Problem description: Which of the lines in the listing that follows hold "filtering"? Pull each one out.

Source material:
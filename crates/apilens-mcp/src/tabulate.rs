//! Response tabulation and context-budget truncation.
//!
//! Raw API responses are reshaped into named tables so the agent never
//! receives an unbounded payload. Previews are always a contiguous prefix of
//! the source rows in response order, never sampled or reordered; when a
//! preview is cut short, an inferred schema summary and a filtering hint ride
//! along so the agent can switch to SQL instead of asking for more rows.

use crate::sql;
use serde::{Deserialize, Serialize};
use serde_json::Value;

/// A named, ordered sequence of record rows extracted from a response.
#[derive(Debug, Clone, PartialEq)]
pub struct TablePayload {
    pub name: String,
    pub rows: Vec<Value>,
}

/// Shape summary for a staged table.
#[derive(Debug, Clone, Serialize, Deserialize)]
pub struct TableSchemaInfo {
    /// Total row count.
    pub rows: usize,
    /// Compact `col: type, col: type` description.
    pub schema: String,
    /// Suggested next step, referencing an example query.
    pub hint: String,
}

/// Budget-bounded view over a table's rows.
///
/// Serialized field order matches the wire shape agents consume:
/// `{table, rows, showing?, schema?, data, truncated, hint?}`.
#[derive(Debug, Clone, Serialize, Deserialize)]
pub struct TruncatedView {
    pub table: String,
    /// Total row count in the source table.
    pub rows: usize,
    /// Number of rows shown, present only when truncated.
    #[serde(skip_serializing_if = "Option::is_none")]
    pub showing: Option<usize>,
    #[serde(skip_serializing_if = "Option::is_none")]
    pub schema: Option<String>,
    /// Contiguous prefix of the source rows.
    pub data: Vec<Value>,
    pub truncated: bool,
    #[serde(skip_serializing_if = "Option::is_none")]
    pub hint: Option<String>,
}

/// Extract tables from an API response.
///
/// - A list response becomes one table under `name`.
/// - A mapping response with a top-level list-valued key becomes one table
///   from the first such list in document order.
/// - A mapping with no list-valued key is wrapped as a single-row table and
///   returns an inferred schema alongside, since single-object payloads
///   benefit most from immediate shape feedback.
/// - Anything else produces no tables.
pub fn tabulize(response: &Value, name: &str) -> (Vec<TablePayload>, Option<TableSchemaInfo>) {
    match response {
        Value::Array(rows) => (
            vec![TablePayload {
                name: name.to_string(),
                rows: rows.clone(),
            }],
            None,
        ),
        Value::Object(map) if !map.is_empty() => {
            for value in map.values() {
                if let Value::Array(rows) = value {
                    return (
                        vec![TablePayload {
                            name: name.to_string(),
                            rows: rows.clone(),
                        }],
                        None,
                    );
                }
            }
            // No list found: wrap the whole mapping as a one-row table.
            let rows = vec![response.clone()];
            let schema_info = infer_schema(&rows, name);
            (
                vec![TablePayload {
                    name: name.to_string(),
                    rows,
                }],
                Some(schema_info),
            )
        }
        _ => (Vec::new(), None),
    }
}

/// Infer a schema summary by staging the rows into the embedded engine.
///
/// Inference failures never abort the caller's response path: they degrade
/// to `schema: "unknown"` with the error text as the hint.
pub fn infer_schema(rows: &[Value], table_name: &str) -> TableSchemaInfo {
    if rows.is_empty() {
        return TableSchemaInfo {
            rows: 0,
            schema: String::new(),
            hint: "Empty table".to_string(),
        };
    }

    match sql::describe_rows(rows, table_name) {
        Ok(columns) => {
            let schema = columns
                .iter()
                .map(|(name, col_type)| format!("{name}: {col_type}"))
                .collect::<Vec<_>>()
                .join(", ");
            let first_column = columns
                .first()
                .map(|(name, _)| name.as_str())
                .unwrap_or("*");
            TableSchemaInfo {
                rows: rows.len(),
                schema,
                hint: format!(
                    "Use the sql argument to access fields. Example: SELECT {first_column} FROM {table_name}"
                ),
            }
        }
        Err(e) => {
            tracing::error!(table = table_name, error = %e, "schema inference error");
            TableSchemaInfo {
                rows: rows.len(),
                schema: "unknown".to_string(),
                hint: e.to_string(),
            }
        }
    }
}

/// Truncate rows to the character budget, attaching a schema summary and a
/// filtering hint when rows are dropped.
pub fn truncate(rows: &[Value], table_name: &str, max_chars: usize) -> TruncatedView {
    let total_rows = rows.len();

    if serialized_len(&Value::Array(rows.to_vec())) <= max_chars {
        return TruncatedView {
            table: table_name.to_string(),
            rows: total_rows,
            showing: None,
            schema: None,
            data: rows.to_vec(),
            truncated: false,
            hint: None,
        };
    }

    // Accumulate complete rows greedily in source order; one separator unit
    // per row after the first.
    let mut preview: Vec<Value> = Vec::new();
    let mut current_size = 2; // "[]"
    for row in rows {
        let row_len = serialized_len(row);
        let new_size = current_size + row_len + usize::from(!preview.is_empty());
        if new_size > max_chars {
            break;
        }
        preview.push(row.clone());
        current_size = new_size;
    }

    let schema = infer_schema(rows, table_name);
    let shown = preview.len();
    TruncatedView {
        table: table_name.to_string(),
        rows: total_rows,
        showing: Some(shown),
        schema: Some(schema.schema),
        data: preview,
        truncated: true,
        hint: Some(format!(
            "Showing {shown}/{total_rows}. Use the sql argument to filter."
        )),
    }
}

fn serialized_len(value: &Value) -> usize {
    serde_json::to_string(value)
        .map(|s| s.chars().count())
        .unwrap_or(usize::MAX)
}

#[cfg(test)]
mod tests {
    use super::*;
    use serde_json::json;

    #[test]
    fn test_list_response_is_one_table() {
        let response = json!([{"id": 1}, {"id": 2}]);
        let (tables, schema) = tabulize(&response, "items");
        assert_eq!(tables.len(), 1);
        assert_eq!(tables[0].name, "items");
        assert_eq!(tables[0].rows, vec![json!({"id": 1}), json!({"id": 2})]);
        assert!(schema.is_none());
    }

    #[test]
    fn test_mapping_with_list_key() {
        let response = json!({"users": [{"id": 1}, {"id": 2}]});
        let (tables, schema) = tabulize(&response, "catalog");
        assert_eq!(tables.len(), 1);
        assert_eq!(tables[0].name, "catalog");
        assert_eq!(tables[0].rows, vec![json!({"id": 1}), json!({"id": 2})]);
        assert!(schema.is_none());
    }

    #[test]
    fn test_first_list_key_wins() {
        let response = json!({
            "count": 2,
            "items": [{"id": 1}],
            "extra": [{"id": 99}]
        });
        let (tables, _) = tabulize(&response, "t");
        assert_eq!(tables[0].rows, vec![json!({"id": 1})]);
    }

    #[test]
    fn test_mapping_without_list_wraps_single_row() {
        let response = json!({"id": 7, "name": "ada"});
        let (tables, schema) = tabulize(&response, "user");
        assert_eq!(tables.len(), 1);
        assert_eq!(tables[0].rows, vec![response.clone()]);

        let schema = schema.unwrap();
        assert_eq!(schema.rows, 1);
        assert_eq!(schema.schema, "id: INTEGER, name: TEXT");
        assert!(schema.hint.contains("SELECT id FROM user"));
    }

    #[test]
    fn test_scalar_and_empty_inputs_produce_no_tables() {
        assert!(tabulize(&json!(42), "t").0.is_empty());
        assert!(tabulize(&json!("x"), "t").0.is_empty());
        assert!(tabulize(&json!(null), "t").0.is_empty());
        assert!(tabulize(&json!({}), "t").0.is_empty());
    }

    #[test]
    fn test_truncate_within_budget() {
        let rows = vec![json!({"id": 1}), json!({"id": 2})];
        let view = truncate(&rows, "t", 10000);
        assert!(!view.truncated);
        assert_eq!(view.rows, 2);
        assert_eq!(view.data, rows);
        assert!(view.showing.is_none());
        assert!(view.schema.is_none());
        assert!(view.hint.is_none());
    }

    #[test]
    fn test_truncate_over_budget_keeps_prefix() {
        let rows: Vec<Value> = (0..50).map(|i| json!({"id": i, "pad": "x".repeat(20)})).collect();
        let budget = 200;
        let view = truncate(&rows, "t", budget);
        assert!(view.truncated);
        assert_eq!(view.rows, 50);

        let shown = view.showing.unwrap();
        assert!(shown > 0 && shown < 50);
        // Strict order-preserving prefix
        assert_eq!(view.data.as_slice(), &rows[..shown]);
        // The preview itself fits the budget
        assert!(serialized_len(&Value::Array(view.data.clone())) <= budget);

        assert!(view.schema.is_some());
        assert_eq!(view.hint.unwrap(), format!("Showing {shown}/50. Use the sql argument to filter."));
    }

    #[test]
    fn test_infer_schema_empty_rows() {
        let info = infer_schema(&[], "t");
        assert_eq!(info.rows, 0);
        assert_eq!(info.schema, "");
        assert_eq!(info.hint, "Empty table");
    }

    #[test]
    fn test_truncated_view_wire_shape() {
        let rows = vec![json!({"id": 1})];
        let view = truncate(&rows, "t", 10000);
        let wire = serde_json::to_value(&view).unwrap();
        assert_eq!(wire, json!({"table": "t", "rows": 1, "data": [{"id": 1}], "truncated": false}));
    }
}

Answer for the task:
//! preview is cut short, an inferred schema summary and a filtering hint ride
/// filtering hint when rows are dropped.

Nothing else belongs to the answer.